Exercise requirements
The lines needed are those from the start of the records through the line holding "impl AdmissionOracle for", each copied exactly.

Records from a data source
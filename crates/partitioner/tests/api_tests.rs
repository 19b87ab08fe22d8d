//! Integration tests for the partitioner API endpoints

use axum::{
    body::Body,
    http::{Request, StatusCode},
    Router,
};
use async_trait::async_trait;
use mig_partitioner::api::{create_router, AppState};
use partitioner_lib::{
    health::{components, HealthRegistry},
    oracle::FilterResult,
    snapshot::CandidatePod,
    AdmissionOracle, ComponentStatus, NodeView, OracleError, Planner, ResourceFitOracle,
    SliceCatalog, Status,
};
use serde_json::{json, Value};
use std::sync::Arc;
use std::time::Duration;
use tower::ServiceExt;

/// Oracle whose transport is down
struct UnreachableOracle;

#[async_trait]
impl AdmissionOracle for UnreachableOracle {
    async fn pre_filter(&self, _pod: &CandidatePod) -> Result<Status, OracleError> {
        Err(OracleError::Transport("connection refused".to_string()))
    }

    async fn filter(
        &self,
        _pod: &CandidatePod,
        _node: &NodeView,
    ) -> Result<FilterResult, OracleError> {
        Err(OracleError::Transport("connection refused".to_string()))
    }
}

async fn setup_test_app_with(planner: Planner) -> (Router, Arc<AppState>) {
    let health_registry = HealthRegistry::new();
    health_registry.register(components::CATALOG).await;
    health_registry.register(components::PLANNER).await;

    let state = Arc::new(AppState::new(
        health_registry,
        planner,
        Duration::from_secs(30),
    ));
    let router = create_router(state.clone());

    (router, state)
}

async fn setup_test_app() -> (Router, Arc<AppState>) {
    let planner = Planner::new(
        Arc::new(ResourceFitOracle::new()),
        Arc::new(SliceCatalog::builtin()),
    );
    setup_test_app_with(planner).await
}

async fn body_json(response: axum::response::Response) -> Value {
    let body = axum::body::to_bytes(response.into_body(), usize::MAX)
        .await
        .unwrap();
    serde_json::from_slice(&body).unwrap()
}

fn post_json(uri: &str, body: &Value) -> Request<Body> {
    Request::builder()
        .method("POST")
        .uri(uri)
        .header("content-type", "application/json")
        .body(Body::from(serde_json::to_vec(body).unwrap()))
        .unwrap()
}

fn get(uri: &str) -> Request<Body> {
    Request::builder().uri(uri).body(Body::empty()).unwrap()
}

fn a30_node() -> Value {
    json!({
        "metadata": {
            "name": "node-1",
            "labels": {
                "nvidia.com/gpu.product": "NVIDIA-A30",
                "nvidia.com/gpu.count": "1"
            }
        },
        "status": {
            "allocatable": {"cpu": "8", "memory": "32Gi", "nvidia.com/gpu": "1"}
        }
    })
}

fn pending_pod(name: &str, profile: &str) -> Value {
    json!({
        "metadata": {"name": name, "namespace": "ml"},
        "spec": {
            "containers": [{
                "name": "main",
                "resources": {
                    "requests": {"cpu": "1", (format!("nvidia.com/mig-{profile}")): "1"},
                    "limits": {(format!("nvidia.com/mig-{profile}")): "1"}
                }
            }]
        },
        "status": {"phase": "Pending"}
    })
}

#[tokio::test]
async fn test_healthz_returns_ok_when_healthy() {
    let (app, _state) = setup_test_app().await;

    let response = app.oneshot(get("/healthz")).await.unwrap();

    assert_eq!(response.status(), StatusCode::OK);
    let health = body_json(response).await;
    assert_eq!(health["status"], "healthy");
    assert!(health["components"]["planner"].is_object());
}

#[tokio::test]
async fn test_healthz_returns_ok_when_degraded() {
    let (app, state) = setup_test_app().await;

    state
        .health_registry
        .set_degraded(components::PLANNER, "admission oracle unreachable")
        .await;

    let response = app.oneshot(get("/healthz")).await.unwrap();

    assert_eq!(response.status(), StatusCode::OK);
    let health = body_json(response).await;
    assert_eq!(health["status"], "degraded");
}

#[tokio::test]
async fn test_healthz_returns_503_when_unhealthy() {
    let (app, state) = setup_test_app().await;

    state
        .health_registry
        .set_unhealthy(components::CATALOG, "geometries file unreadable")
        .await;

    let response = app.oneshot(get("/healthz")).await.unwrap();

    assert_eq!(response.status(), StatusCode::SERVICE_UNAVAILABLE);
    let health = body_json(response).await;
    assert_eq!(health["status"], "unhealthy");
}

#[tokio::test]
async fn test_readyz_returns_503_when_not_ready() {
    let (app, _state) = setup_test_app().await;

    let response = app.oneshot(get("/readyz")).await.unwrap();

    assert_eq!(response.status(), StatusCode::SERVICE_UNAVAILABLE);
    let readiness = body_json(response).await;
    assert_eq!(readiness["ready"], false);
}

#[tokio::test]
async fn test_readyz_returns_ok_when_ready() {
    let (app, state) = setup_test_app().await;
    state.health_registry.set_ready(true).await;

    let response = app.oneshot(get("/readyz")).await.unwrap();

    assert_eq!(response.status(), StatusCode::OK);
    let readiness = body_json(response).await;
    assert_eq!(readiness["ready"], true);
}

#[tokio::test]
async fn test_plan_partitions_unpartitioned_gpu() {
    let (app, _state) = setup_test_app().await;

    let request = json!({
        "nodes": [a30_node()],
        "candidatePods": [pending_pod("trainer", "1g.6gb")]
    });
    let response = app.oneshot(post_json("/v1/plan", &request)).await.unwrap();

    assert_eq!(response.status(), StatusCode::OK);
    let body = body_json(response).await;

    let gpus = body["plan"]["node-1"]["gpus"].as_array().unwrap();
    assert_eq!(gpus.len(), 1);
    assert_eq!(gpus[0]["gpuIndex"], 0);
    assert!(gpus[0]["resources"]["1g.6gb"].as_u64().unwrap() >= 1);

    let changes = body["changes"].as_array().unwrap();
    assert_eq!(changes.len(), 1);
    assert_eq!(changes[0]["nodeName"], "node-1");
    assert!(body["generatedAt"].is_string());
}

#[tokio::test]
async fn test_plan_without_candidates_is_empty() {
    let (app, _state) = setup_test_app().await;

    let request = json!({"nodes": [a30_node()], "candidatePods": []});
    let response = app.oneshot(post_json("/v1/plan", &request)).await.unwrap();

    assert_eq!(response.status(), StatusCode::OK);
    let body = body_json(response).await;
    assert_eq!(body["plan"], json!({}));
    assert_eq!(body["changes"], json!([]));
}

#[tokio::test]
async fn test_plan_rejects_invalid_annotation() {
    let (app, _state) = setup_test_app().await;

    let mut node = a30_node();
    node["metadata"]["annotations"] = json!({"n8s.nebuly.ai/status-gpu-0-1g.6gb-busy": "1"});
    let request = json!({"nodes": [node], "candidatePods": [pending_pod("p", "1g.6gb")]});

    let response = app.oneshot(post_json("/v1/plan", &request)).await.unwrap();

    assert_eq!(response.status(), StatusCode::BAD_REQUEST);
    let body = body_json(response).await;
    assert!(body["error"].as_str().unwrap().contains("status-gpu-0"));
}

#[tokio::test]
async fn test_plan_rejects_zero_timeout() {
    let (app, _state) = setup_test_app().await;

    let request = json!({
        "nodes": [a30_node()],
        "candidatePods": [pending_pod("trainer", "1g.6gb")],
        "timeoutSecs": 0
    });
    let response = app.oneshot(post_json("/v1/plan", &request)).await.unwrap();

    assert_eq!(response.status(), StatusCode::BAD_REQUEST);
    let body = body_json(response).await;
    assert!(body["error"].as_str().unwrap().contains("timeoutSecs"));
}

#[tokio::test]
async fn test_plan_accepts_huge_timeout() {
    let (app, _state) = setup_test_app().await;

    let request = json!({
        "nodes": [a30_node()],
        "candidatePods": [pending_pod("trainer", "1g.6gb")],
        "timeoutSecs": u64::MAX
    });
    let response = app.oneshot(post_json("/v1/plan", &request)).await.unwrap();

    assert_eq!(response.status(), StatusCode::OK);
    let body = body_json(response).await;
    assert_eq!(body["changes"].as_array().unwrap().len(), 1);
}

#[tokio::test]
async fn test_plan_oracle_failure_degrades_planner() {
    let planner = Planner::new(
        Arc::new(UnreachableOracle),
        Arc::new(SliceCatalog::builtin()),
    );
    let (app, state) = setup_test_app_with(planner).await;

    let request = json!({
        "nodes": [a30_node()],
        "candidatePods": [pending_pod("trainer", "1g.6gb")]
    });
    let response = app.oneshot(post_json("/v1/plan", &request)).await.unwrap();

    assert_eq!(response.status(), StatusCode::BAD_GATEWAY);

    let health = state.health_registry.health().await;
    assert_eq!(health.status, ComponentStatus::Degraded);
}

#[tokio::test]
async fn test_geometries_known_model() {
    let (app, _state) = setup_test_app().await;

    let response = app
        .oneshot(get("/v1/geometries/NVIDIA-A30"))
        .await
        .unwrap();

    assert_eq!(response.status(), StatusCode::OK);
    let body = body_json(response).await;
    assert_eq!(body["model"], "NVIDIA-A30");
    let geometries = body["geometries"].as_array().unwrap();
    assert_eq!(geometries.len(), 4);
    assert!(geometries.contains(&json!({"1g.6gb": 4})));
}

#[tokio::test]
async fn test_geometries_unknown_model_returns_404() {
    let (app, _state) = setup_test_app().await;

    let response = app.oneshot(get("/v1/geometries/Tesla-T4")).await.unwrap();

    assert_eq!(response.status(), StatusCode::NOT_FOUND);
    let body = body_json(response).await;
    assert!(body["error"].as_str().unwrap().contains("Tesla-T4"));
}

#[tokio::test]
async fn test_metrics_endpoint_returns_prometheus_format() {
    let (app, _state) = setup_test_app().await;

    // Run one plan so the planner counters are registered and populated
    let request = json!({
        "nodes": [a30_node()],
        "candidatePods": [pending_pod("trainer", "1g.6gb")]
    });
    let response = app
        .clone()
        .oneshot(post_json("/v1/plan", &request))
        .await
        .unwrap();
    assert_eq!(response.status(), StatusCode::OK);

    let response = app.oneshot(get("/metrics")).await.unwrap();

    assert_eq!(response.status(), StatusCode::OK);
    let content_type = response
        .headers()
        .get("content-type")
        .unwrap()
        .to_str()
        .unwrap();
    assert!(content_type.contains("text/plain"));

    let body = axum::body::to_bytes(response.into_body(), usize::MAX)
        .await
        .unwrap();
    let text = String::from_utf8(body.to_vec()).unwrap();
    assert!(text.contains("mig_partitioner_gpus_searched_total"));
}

Exercise response
filename crates/partitioner/tests/api_tests.rs
repository 19b87ab08fe22d8d
//! Integration tests for the partitioner API endpoints

use axum::{
    body::Body,
    http::{Request, StatusCode},
    Router,
};
use async_trait::async_trait;
use mig_partitioner::api::{create_router, AppState};
use partitioner_lib::{
    health::{components, HealthRegistry},
    oracle::FilterResult,
    snapshot::CandidatePod,
    AdmissionOracle, ComponentStatus, NodeView, OracleError, Planner, ResourceFitOracle,
    SliceCatalog, Status,
};
use serde_json::{json, Value};
use std::sync::Arc;
use std::time::Duration;
use tower::ServiceExt;

/// Oracle whose transport is down
struct UnreachableOracle;

#[async_trait]
impl AdmissionOracle for UnreachableOracle {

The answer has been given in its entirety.